DATASET ENTRIES: Begin
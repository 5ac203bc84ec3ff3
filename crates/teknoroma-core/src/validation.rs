//! # Validation Module
//!
//! Input validation utilities for TeknoRoma.
//!
//! ## Validation Strategy
//! ```text
//! ┌─────────────────────────────────────────────────────────────────────────┐
//! │                      Validation Layers                                  │
//! │                                                                         │
//! │  Layer 1: HTTP (axum)                                                  │
//! │  └── Type validation (JSON deserialization)                            │
//! │           │                                                             │
//! │           ▼                                                             │
//! │  Layer 2: Services (apps/api)                                          │
//! │  └── THIS MODULE: Business rule validation                             │
//! │           │                                                             │
//! │           ▼                                                             │
//! │  Layer 3: Database (SQLite)                                            │
//! │  ├── NOT NULL / CHECK constraints                                      │
//! │  ├── UNIQUE constraints (partial, active rows only)                    │
//! │  └── Foreign key constraints                                           │
//! └─────────────────────────────────────────────────────────────────────────┘
//! ```
//!
//! ## Usage
//! ```rust
//! use teknoroma_core::validation::{validate_barcode, validate_quantity};
//!
//! validate_barcode("8690000000001").unwrap();
//! validate_quantity(5).unwrap();
//! ```

use chrono::NaiveDate;

use crate::error::ValidationError;
use crate::money::Money;
use crate::{MAX_AMOUNT_CENTS, MAX_ITEM_QUANTITY, MAX_SALE_LINES, MAX_STOCK_UNITS};

/// Result type for validation operations.
pub type ValidationResult<T> = Result<T, ValidationError>;

// =============================================================================
// String Validators
// =============================================================================

/// Validates a required, length-bounded text field and returns it trimmed.
///
/// ## Example
/// ```rust
/// use teknoroma_core::validation::validate_name;
///
/// assert_eq!(validate_name("name", "  Laptops ", 100).unwrap(), "Laptops");
/// assert!(validate_name("name", "   ", 100).is_err());
/// ```
pub fn validate_name(field: &str, value: &str, max: usize) -> ValidationResult<String> {
    let value = value.trim();

    if value.is_empty() {
        return Err(ValidationError::required(field));
    }

    if value.chars().count() > max {
        return Err(ValidationError::TooLong {
            field: field.to_string(),
            max,
        });
    }

    Ok(value.to_string())
}

/// Validates a barcode.
///
/// ## Rules
/// - Must not be empty
/// - At most 50 characters
/// - Alphanumeric characters and hyphens only
pub fn validate_barcode(barcode: &str) -> ValidationResult<()> {
    let barcode = barcode.trim();

    if barcode.is_empty() {
        return Err(ValidationError::required("barcode"));
    }

    if barcode.len() > 50 {
        return Err(ValidationError::TooLong {
            field: "barcode".to_string(),
            max: 50,
        });
    }

    if !barcode.chars().all(|c| c.is_ascii_alphanumeric() || c == '-') {
        return Err(ValidationError::invalid_format(
            "barcode",
            "must contain only letters, digits and hyphens",
        ));
    }

    Ok(())
}

/// Validates an e-mail address (shape only, not deliverability).
pub fn validate_email(email: &str) -> ValidationResult<()> {
    let email = email.trim();

    let Some((local, domain)) = email.split_once('@') else {
        return Err(ValidationError::invalid_format("email", "missing '@'"));
    };

    if local.is_empty() || domain.is_empty() || !domain.contains('.') || domain.contains('@') {
        return Err(ValidationError::invalid_format("email", "not an address"));
    }

    Ok(())
}

/// Validates a Turkish national identity number (11 digits, no leading zero).
pub fn validate_identity_number(value: &str) -> ValidationResult<()> {
    let value = value.trim();

    if value.len() != 11 || !value.chars().all(|c| c.is_ascii_digit()) {
        return Err(ValidationError::invalid_format(
            "identity_number",
            "must be exactly 11 digits",
        ));
    }

    if value.starts_with('0') {
        return Err(ValidationError::invalid_format(
            "identity_number",
            "must not start with 0",
        ));
    }

    Ok(())
}

// =============================================================================
// Numeric Validators
// =============================================================================

/// Validates a line-item quantity.
///
/// ## Rules
/// - Must be positive (> 0)
/// - Must not exceed `MAX_ITEM_QUANTITY`
pub fn validate_quantity(quantity: i64) -> ValidationResult<()> {
    if quantity <= 0 {
        return Err(ValidationError::MustBePositive {
            field: "quantity".to_string(),
        });
    }

    if quantity > MAX_ITEM_QUANTITY {
        return Err(ValidationError::OutOfRange {
            field: "quantity".to_string(),
            min: 1,
            max: MAX_ITEM_QUANTITY,
        });
    }

    Ok(())
}

/// Validates a price. Zero is allowed (free items), negative is not.
pub fn validate_price(field: &str, cents: i64) -> ValidationResult<()> {
    if !(0..=MAX_AMOUNT_CENTS).contains(&cents) {
        return Err(ValidationError::OutOfRange {
            field: field.to_string(),
            min: 0,
            max: MAX_AMOUNT_CENTS,
        });
    }
    Ok(())
}

/// Validates a positive money amount (expenses).
pub fn validate_positive_amount(field: &str, cents: i64) -> ValidationResult<()> {
    if cents <= 0 {
        return Err(ValidationError::MustBePositive {
            field: field.to_string(),
        });
    }
    if cents > MAX_AMOUNT_CENTS {
        return Err(ValidationError::OutOfRange {
            field: field.to_string(),
            min: 1,
            max: MAX_AMOUNT_CENTS,
        });
    }
    Ok(())
}

/// Validates a positive stock movement (manual moves, deliveries).
pub fn validate_stock_quantity(field: &str, units: i64) -> ValidationResult<()> {
    if units <= 0 {
        return Err(ValidationError::MustBePositive {
            field: field.to_string(),
        });
    }
    if units > MAX_STOCK_UNITS {
        return Err(ValidationError::OutOfRange {
            field: field.to_string(),
            min: 1,
            max: MAX_STOCK_UNITS,
        });
    }
    Ok(())
}

/// Validates a line discount percentage (0..=100).
pub fn validate_discount_percent(percent: f64) -> ValidationResult<()> {
    if !percent.is_finite() || !(0.0..=100.0).contains(&percent) {
        return Err(ValidationError::OutOfRange {
            field: "discount_percent".to_string(),
            min: 0,
            max: 100,
        });
    }
    Ok(())
}

/// Validates a stock level (units on hand or critical level).
pub fn validate_stock_level(field: &str, units: i64) -> ValidationResult<()> {
    if !(0..=MAX_STOCK_UNITS).contains(&units) {
        return Err(ValidationError::OutOfRange {
            field: field.to_string(),
            min: 0,
            max: MAX_STOCK_UNITS,
        });
    }
    Ok(())
}

/// Validates the sale-level discount against the taxed subtotal.
pub fn validate_sale_discount(discount: Money, subtotal_with_tax: Money) -> ValidationResult<()> {
    if discount.is_negative() || discount > subtotal_with_tax {
        return Err(ValidationError::OutOfRange {
            field: "discount".to_string(),
            min: 0,
            max: subtotal_with_tax.cents(),
        });
    }
    Ok(())
}

/// Validates the number of lines in a sale.
pub fn validate_line_count(count: usize) -> ValidationResult<()> {
    if count == 0 {
        return Err(ValidationError::Empty {
            field: "items".to_string(),
        });
    }

    if count > MAX_SALE_LINES {
        return Err(ValidationError::OutOfRange {
            field: "items".to_string(),
            min: 1,
            max: MAX_SALE_LINES as i64,
        });
    }

    Ok(())
}

// =============================================================================
// Date Validators
// =============================================================================

/// Parses a `YYYY-MM` month into its first day.
///
/// ## Example
/// ```rust
/// use teknoroma_core::validation::parse_month;
///
/// let first = parse_month("2024-03").unwrap();
/// assert_eq!(first.to_string(), "2024-03-01");
/// assert!(parse_month("2024-13").is_err());
/// ```
pub fn parse_month(value: &str) -> ValidationResult<NaiveDate> {
    let invalid = || ValidationError::invalid_format("month", "expected YYYY-MM");

    let (year, month) = value.trim().split_once('-').ok_or_else(invalid)?;
    if year.len() != 4 || month.len() != 2 {
        return Err(invalid());
    }

    let year: i32 = year.parse().map_err(|_| invalid())?;
    let month: u32 = month.parse().map_err(|_| invalid())?;

    NaiveDate::from_ymd_opt(year, month, 1).ok_or_else(invalid)
}

/// Validates that `from` is not after `to` when both are given.
pub fn validate_date_range<T: PartialOrd>(from: Option<T>, to: Option<T>) -> ValidationResult<()> {
    if let (Some(from), Some(to)) = (from, to) {
        if from > to {
            return Err(ValidationError::invalid_format(
                "date_range",
                "'from' must not be after 'to'",
            ));
        }
    }
    Ok(())
}

// =============================================================================
// Unit Tests
// =============================================================================

#[cfg(test)]
mod tests {
    use super::*;

    #[test]
    fn test_validate_barcode() {
        assert!(validate_barcode("8690000000001").is_ok());
        assert!(validate_barcode("ABC-123").is_ok());
        assert!(validate_barcode("").is_err());
        assert!(validate_barcode("abc 123").is_err());
        assert!(validate_barcode(&"1".repeat(51)).is_err());
    }

    #[test]
    fn test_validate_name_counts_chars() {
        // Turkish letters are multi-byte but count as one character each.
        assert!(validate_name("name", "Çağrı", 5).is_ok());
        assert!(validate_name("name", "Çağrı!", 5).is_err());
    }

    #[test]
    fn test_validate_quantity() {
        assert!(validate_quantity(1).is_ok());
        assert!(validate_quantity(MAX_ITEM_QUANTITY).is_ok());
        assert!(validate_quantity(0).is_err());
        assert!(validate_quantity(-5).is_err());
        assert!(validate_quantity(MAX_ITEM_QUANTITY + 1).is_err());
    }

    #[test]
    fn test_amounts_are_bounded() {
        assert!(validate_price("unit_price", 0).is_ok());
        assert!(validate_price("unit_price", MAX_AMOUNT_CENTS).is_ok());
        assert!(validate_price("unit_price", -1).is_err());
        assert!(matches!(
            validate_price("unit_price", MAX_AMOUNT_CENTS + 1),
            Err(ValidationError::OutOfRange { max: MAX_AMOUNT_CENTS, .. })
        ));

        assert!(validate_positive_amount("amount", 1).is_ok());
        assert!(matches!(validate_positive_amount("amount", 0), Err(ValidationError::MustBePositive { .. })));
        assert!(validate_positive_amount("amount", i64::MAX).is_err());

        assert!(validate_stock_quantity("quantity", MAX_STOCK_UNITS).is_ok());
        assert!(validate_stock_quantity("quantity", 0).is_err());
        assert!(validate_stock_quantity("quantity", 1_000_000_000_000).is_err());

        assert!(validate_stock_level("units", 0).is_ok());
        assert!(validate_stock_level("units", MAX_STOCK_UNITS + 1).is_err());

        // The bounds keep the largest line product representable.
        assert!(MAX_AMOUNT_CENTS.checked_mul(MAX_STOCK_UNITS).is_some());
    }

    #[test]
    fn test_validate_discount_percent() {
        assert!(validate_discount_percent(0.0).is_ok());
        assert!(validate_discount_percent(100.0).is_ok());
        assert!(validate_discount_percent(100.5).is_err());
        assert!(validate_discount_percent(-1.0).is_err());
        assert!(validate_discount_percent(f64::NAN).is_err());
    }

    #[test]
    fn test_validate_sale_discount() {
        let cap = Money::from_cents(12_000);
        assert!(validate_sale_discount(Money::zero(), cap).is_ok());
        assert!(validate_sale_discount(cap, cap).is_ok());
        assert!(validate_sale_discount(Money::from_cents(12_001), cap).is_err());
        assert!(validate_sale_discount(Money::from_cents(-1), cap).is_err());
    }

    #[test]
    fn test_validate_email() {
        assert!(validate_email("ayse@teknoroma.com.tr").is_ok());
        assert!(validate_email("ayse.teknoroma.com").is_err());
        assert!(validate_email("@teknoroma.com").is_err());
        assert!(validate_email("ayse@localhost").is_err());
    }

    #[test]
    fn test_validate_identity_number() {
        assert!(validate_identity_number("12345678901").is_ok());
        assert!(validate_identity_number("02345678901").is_err());
        assert!(validate_identity_number("1234567890").is_err());
        assert!(validate_identity_number("1234567890a").is_err());
    }

    #[test]
    fn test_parse_month() {
        assert_eq!(
            parse_month("2024-12").unwrap(),
            NaiveDate::from_ymd_opt(2024, 12, 1).unwrap()
        );
        assert!(parse_month("2024-1").is_err());
        assert!(parse_month("24-01").is_err());
        assert!(parse_month("2024/01").is_err());
    }

    #[test]
    fn test_line_count() {
        assert!(matches!(validate_line_count(0), Err(ValidationError::Empty { .. })));
        assert!(validate_line_count(1).is_ok());
        assert!(validate_line_count(MAX_SALE_LINES + 1).is_err());
    }

    #[test]
    fn test_date_range() {
        assert!(validate_date_range(Some(1), Some(2)).is_ok());
        assert!(validate_date_range(Some(3), Some(2)).is_err());
        assert!(validate_date_range::<i32>(None, Some(2)).is_ok());
    }
}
DATASET ENTRIES: End
▶ [TASK REQUIREMENTS]:
Tally the lines of the listing that hold the string "domain", then reply with that number alone.

▶ [ANSWER BELOW]:
2